**TASK INSTRUCTIONS**
Determine how many lines below contain the string "manages" and give that number without anything else.

**GIVEN INFORMATION**
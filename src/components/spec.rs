//! # Component registration spec.
//!
//! [`ComponentSpec`] is the unit handed to the registry: the component's
//! runtime shape ([`Runner`]) plus the optional hooks reachable through the
//! base [`Component`] trait. The spec is immutable after registration;
//! registration order is the only ordering the runtime uses.

use crate::components::{LifecycleRef, WorkerRef};
use crate::error::ComponentError;

/// Runtime shape of a component.
///
/// `Threaded` is the promotion of a plain long-running body into a supervised
/// worker: the runtime supplies start (spawn) and stop (cancel + join).
/// `Custom` components supply their own pair.
#[derive(Clone)]
pub enum Runner {
    /// Long-running body executed under the worker lifecycle manager.
    Threaded(WorkerRef),
    /// Component manages its own start/stop.
    Custom(LifecycleRef),
}

/// Specification for one registered component.
///
/// ## Example
/// ```rust
/// use tokio_util::sync::CancellationToken;
/// use skyvisor::{ComponentSpec, WorkerError, WorkerFn};
///
/// let spec = ComponentSpec::threaded(WorkerFn::arc(
///     "ingest",
///     |_ctx: CancellationToken| async { Ok::<(), WorkerError>(()) },
/// ));
/// assert_eq!(spec.name(), "ingest");
/// ```
#[derive(Clone)]
pub struct ComponentSpec {
    runner: Runner,
}

impl ComponentSpec {
    /// Wraps a worker body as a supervised threaded component.
    pub fn threaded(worker: WorkerRef) -> Self {
        Self {
            runner: Runner::Threaded(worker),
        }
    }

    /// Wraps a component that manages its own start/stop.
    pub fn custom(lifecycle: LifecycleRef) -> Self {
        Self {
            runner: Runner::Custom(lifecycle),
        }
    }

    /// Returns the component name.
    pub fn name(&self) -> &str {
        match &self.runner {
            Runner::Threaded(w) => w.name(),
            Runner::Custom(c) => c.name(),
        }
    }

    /// Returns the runtime shape.
    pub fn runner(&self) -> &Runner {
        &self.runner
    }

    /// Dispatches the optional construct hook.
    pub(crate) async fn construct(&self) -> Result<(), ComponentError> {
        match &self.runner {
            Runner::Threaded(w) => w.construct().await,
            Runner::Custom(c) => c.construct().await,
        }
    }

    /// Dispatches the optional destruct hook.
    pub(crate) async fn destruct(&self) {
        match &self.runner {
            Runner::Threaded(w) => w.destruct().await,
            Runner::Custom(c) => c.destruct().await,
        }
    }
}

**RESPONSE**
2